Creative Wellness Blog

MOMA and The Modern

Vincent Van Gogh, "The Starry Night"
A wall full of Monet's water lilies.
Robert Rauschenberg, “Signs,” 1970
Robert Rauschenberg, “Mirthday Man,” 1997
Robert Rauschenberg "Tree Frog," 1964, Museum Ludwig, Cologne, Germany
Robert Rauschenberg, “Glacier (Hoarfrost),” 1974
The lounge at MoMA.
Jackson Pollock's "One Number 31," 1950.

I recently visited the Museum of Modern Art in New York City. It’s always a pleasure to view its collection of van Goghs (including his very, very famous “The Starry Night”), Monets, Cezannes and Picassos. I also enjoy the more contemporary Andy Warhol soup cans and pop art, and Jackson Pollock’s splatter painting. And I love the outdoor Sculpture Garden, anchored by a 36-foot-tall sculpture of a rose by Isa Genzken.

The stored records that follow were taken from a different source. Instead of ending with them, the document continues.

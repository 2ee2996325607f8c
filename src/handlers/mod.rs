//! Bot handlers module
//!
//! This module contains the turn handler that routes every inbound
//! activity, the intent recognition seam, and the application dialogs.

pub mod dialogs;
pub mod recognizer;

pub use recognizer::{CommandRecognizer, IntentRecognizer, RecognizerResult};

use std::sync::Arc;
use serde_json::Value;
use tokio_util::sync::CancellationToken;
use tracing::{debug, error};

use crate::channels::ChannelAdapter;
use crate::config::Settings;
use crate::dialogs::{DialogRegistry, DialogTurnResult};
use crate::models::{Activity, ActivityType};
use crate::services::ServiceFactory;
use crate::state::{StateAccessors, TurnContext};
use crate::utils::errors::Result;
use crate::utils::logging::log_turn;
use dialogs::{ACCEPT_INVITATION, CREATE_INVITATION, ISSUE_CREDENTIAL, PROVISION_AGENT};
use recognizer::{ENTITY_CREDENTIAL_TYPE, INTENT_CREATE_INVITATION, INTENT_ISSUE_CREDENTIAL, INTENT_PROVISION};

/// The whole message, when it is an absolute URI with a host.
///
/// Hostless absolute URIs such as `mailto:` or `urn:` stay plain text;
/// an invitation always points at an agent endpoint.
pub fn invitation_uri(text: &str) -> Option<&str> {
    let text = text.trim();
    let url = url::Url::parse(text).ok()?;
    url.host().map(|_| text)
}

/// Routes inbound activities through the dialog engine
pub struct AgentBot {
    registry: DialogRegistry,
    accessors: StateAccessors,
    recognizer: Arc<dyn IntentRecognizer>,
    adapter: Arc<dyn ChannelAdapter>,
    intent_threshold: f64,
}

impl AgentBot {
    pub fn new(
        settings: &Settings,
        services: &ServiceFactory,
        adapter: Arc<dyn ChannelAdapter>,
        recognizer: Arc<dyn IntentRecognizer>,
    ) -> Self {
        let registry = dialogs::build_registry(
            settings,
            services.agent_service.clone(),
            services.resumer.clone(),
        );
        Self {
            registry,
            accessors: services.accessors.clone(),
            recognizer,
            adapter,
            intent_threshold: settings.dialogs.intent_threshold,
        }
    }

    pub fn registry(&self) -> &DialogRegistry {
        &self.registry
    }

    pub fn accessors(&self) -> &StateAccessors {
        &self.accessors
    }

    /// Process one inbound activity.
    ///
    /// State is loaded, dispatched on and saved once, even when dispatch
    /// fails; the dispatch error is then returned.
    pub async fn on_turn(&self, activity: Activity, cancel: CancellationToken) -> Result<DialogTurnResult> {
        let reference = activity.conversation_reference();
        let _guard = self.accessors.lock(&reference).await;

        let mut turn = self
            .accessors
            .begin_turn(activity, self.adapter.clone(), cancel)
            .await?;
        log_turn(
            &turn.reference.conversation_id,
            turn.activity.activity_type.as_str(),
            Some(turn.activity.text.as_str()).filter(|t| !t.is_empty()),
        );

        let outcome = self.dispatch(&mut turn).await;
        let saved = self.accessors.save(&turn).await;

        if let Err(e) = &outcome {
            error!(
                conversation_id = %turn.reference.conversation_id,
                error = %e,
                severity = %e.severity(),
                "Turn failed"
            );
        }
        let result = outcome?;
        saved?;
        Ok(result)
    }

    async fn dispatch(&self, turn: &mut TurnContext) -> Result<DialogTurnResult> {
        match turn.activity.activity_type.clone() {
            ActivityType::Message => self.on_message(turn).await,
            ActivityType::ConversationUpdate => {
                self.on_conversation_update(turn).await?;
                Ok(DialogTurnResult::Empty)
            }
            other => {
                let text = format!("{} event detected", other);
                turn.send_text(text).await?;
                Ok(DialogTurnResult::Empty)
            }
        }
    }

    async fn on_message(&self, turn: &mut TurnContext) -> Result<DialogTurnResult> {
        turn.user_state.record_turn();
        let text = turn.activity.text.clone();

        let mut dc = self.registry.create_context(turn);
        let result = dc.continue_dialog().await?;
        if result != DialogTurnResult::Empty {
            return Ok(result);
        }

        if let Some(uri) = invitation_uri(&text) {
            debug!(uri = uri, "Message is a link, treating it as an invitation");
            return dc.begin_dialog(ACCEPT_INVITATION, Value::String(uri.to_string())).await;
        }

        let recognized = self.recognizer.recognize(&text).await?;
        if recognized.score > self.intent_threshold {
            return match recognized.intent.as_str() {
                INTENT_PROVISION => dc.begin_dialog(PROVISION_AGENT, Value::Null).await,
                INTENT_CREATE_INVITATION => dc.begin_dialog(CREATE_INVITATION, Value::Null).await,
                INTENT_ISSUE_CREDENTIAL => {
                    let options = recognized
                        .entity(ENTITY_CREDENTIAL_TYPE)
                        .map(|kind| Value::String(kind.to_string()))
                        .unwrap_or(Value::Null);
                    dc.begin_dialog(ISSUE_CREDENTIAL, options).await
                }
                other => {
                    dc.turn()
                        .send_text(format!("I can't process this intent yet ({})", other))
                        .await?;
                    Ok(DialogTurnResult::Empty)
                }
            };
        }

        let turn = dc.turn();
        let state = &mut turn.conversation_state.application_state;
        state.turn_count += 1;
        let reply = format!("Turn {}: You sent '{}'", state.turn_count, text);
        turn.send_text(reply).await?;
        Ok(DialogTurnResult::Empty)
    }

    async fn on_conversation_update(&self, turn: &mut TurnContext) -> Result<()> {
        let bot_id = turn.activity.recipient.id.clone();
        let greetings = turn
            .activity
            .members_added
            .iter()
            .filter(|member| member.id == bot_id)
            .count();
        for _ in 0..greetings {
            turn.send_text("Hi there!").await?;
        }
        Ok(())
    }
}

impl std::fmt::Debug for AgentBot {
    fn fmt(&self, f: &mut std::fmt::Formatter<'_>) -> std::fmt::Result {
        f.debug_struct("AgentBot")
            .field("registry", &self.registry)
            .field("intent_threshold", &self.intent_threshold)
            .finish_non_exhaustive()
    }
}
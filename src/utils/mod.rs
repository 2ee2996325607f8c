//! Utility modules
//! 
//! This module contains common utilities used throughout the application,
//! including error handling, logging setup, and the invitation link codec.

pub mod errors;
pub mod logging;
pub mod invitation;

pub use errors::{AgentBuddyError, AgentError, Result};
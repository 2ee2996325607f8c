//! Services module
//!
//! This module contains the agent collaborator, conversation resumption
//! and the factory that wires them together.

pub mod agent;
pub mod relay;
pub mod resumer;

// Re-export commonly used services
pub use agent::{AgentService, CreatedInvitation, EventBatch, HttpAgentService};
pub use relay::EventRelay;
pub use resumer::{ConversationResumer, NotifyRequest};

use std::sync::Arc;
use tracing::info;

use crate::channels::ChannelAdapter;
use crate::config::{Settings, StorageBackend};
use crate::events::EventBus;
use crate::state::{MemoryStateStore, RedisStateStore, StateAccessors, StateStore};
use crate::utils::errors::Result;

/// Service factory for creating and managing all services
#[derive(Clone)]
pub struct ServiceFactory {
    pub agent_service: Arc<dyn AgentService>,
    pub event_bus: EventBus,
    pub accessors: StateAccessors,
    pub resumer: Arc<ConversationResumer>,
    backend: StorageBackend,
}

impl ServiceFactory {
    /// Create a new ServiceFactory with all services initialized from settings
    pub async fn new(settings: &Settings, adapter: Arc<dyn ChannelAdapter>) -> Result<Self> {
        let store: Arc<dyn StateStore> = match settings.storage.backend {
            StorageBackend::Memory => Arc::new(MemoryStateStore::new()),
            StorageBackend::Redis => {
                let store = RedisStateStore::new(settings.redis.clone()).await?;
                store.test_connection().await?;
                Arc::new(store)
            }
        };
        info!(backend = ?settings.storage.backend, "State store ready");

        let agent_service: Arc<dyn AgentService> = Arc::new(HttpAgentService::new(&settings.agent)?);
        Ok(Self::from_parts(settings, agent_service, store, adapter)
            .with_backend(settings.storage.backend))
    }

    /// Wire services around an existing agent client and store
    pub fn from_parts(
        settings: &Settings,
        agent_service: Arc<dyn AgentService>,
        store: Arc<dyn StateStore>,
        adapter: Arc<dyn ChannelAdapter>,
    ) -> Self {
        let event_bus = EventBus::new(settings.events.replay_window());
        let accessors = StateAccessors::new(store, settings.dialogs.serialize_turns);
        let resumer = Arc::new(ConversationResumer::new(
            event_bus.clone(),
            agent_service.clone(),
            adapter,
            accessors.clone(),
        ));

        Self {
            agent_service,
            event_bus,
            accessors,
            resumer,
            backend: StorageBackend::Memory,
        }
    }

    fn with_backend(mut self, backend: StorageBackend) -> Self {
        self.backend = backend;
        self
    }

    /// Health check for all services
    pub async fn health_check(&self) -> ServiceHealthStatus {
        let agent_healthy = self.agent_service.health_check().await.unwrap_or(false);

        ServiceHealthStatus {
            agent_healthy,
            storage_backend: self.backend,
            buffered_events: self.event_bus.buffered_events(),
            pending_subscriptions: self.event_bus.pending_subscriptions(),
        }
    }
}

/// Health status for all services
#[derive(Debug, Clone)]
pub struct ServiceHealthStatus {
    pub agent_healthy: bool,
    pub storage_backend: StorageBackend,
    pub buffered_events: usize,
    pub pending_subscriptions: usize,
}

impl ServiceHealthStatus {
    /// Check if all critical services are healthy
    pub fn is_healthy(&self) -> bool {
        self.agent_healthy
    }

    /// Get list of unhealthy services
    pub fn get_issues(&self) -> Vec<String> {
        let mut issues = Vec::new();

        if !self.agent_healthy {
            issues.push("Agent service unreachable".to_string());
        }
        if self.storage_backend == StorageBackend::Memory {
            issues.push("State is kept in memory and will not survive a restart".to_string());
        }

        issues
    }
}
//! Agent events
//!
//! Out-of-band notifications raised when the agent observes protocol
//! traffic, and the replay-buffered bus that routes them to waiting
//! conversations.

pub mod bus;

use serde::{Deserialize, Serialize};

pub use bus::{EventBus, PruneReport, PrunerHandle, SubscriptionHandle};

/// Protocol message types the agent reports on
#[derive(Debug, Clone, Copy, PartialEq, Eq, Hash, Serialize, Deserialize)]
pub enum MessageKind {
    ConnectionInvitation,
    ConnectionRequest,
    ConnectionResponse,
    CredentialOffer,
    CredentialRequest,
    Credential,
    ProofRequest,
    Proof,
}

impl MessageKind {
    pub fn as_str(&self) -> &'static str {
        match self {
            MessageKind::ConnectionInvitation => "ConnectionInvitation",
            MessageKind::ConnectionRequest => "ConnectionRequest",
            MessageKind::ConnectionResponse => "ConnectionResponse",
            MessageKind::CredentialOffer => "CredentialOffer",
            MessageKind::CredentialRequest => "CredentialRequest",
            MessageKind::Credential => "Credential",
            MessageKind::ProofRequest => "ProofRequest",
            MessageKind::Proof => "Proof",
        }
    }
}

impl std::fmt::Display for MessageKind {
    fn fmt(&self, f: &mut std::fmt::Formatter<'_>) -> std::fmt::Result {
        f.write_str(self.as_str())
    }
}

/// An observed protocol message, keyed by the record it belongs to
#[derive(Debug, Clone, PartialEq, Eq, Serialize, Deserialize)]
#[serde(rename_all = "camelCase")]
pub struct Event {
    pub kind: MessageKind,
    pub correlation_id: String,
}

impl Event {
    pub fn new(kind: MessageKind, correlation_id: impl Into<String>) -> Self {
        Self {
            kind,
            correlation_id: correlation_id.into(),
        }
    }

    pub fn matches(&self, kind: MessageKind, correlation_id: &str) -> bool {
        self.kind == kind && self.correlation_id == correlation_id
    }
}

I’m not a fan of Robert Rauschenberg’s color-on-color paintings (this genre of art, if you can even call it that, makes me INSANE), so I was happily surprised to find I enjoyed the current retrospective of his work entitled “Robert Rauschenberg: Among Friends” (on view through September 17, 2017). As a collagist myself, my favorites in the collection of over 250 works from various mediums were quite naturally, his collages. (I think collage is a very accessible artform for most people to view. It’s often easy to discern how a collage was pieced together, and it’s fun to examine all of the elements used to design it.) One collage, called “Signs,” was originally commissioned as a cover for Time Magazine and depicts the tumultuous events of the 1960s. Another, wall-size collage centers around an x-ray of Rauschenberg’s body and is called “Mirthday Man.” He created the piece in a single day’s work on his 72nd birthday! Pretty amazing.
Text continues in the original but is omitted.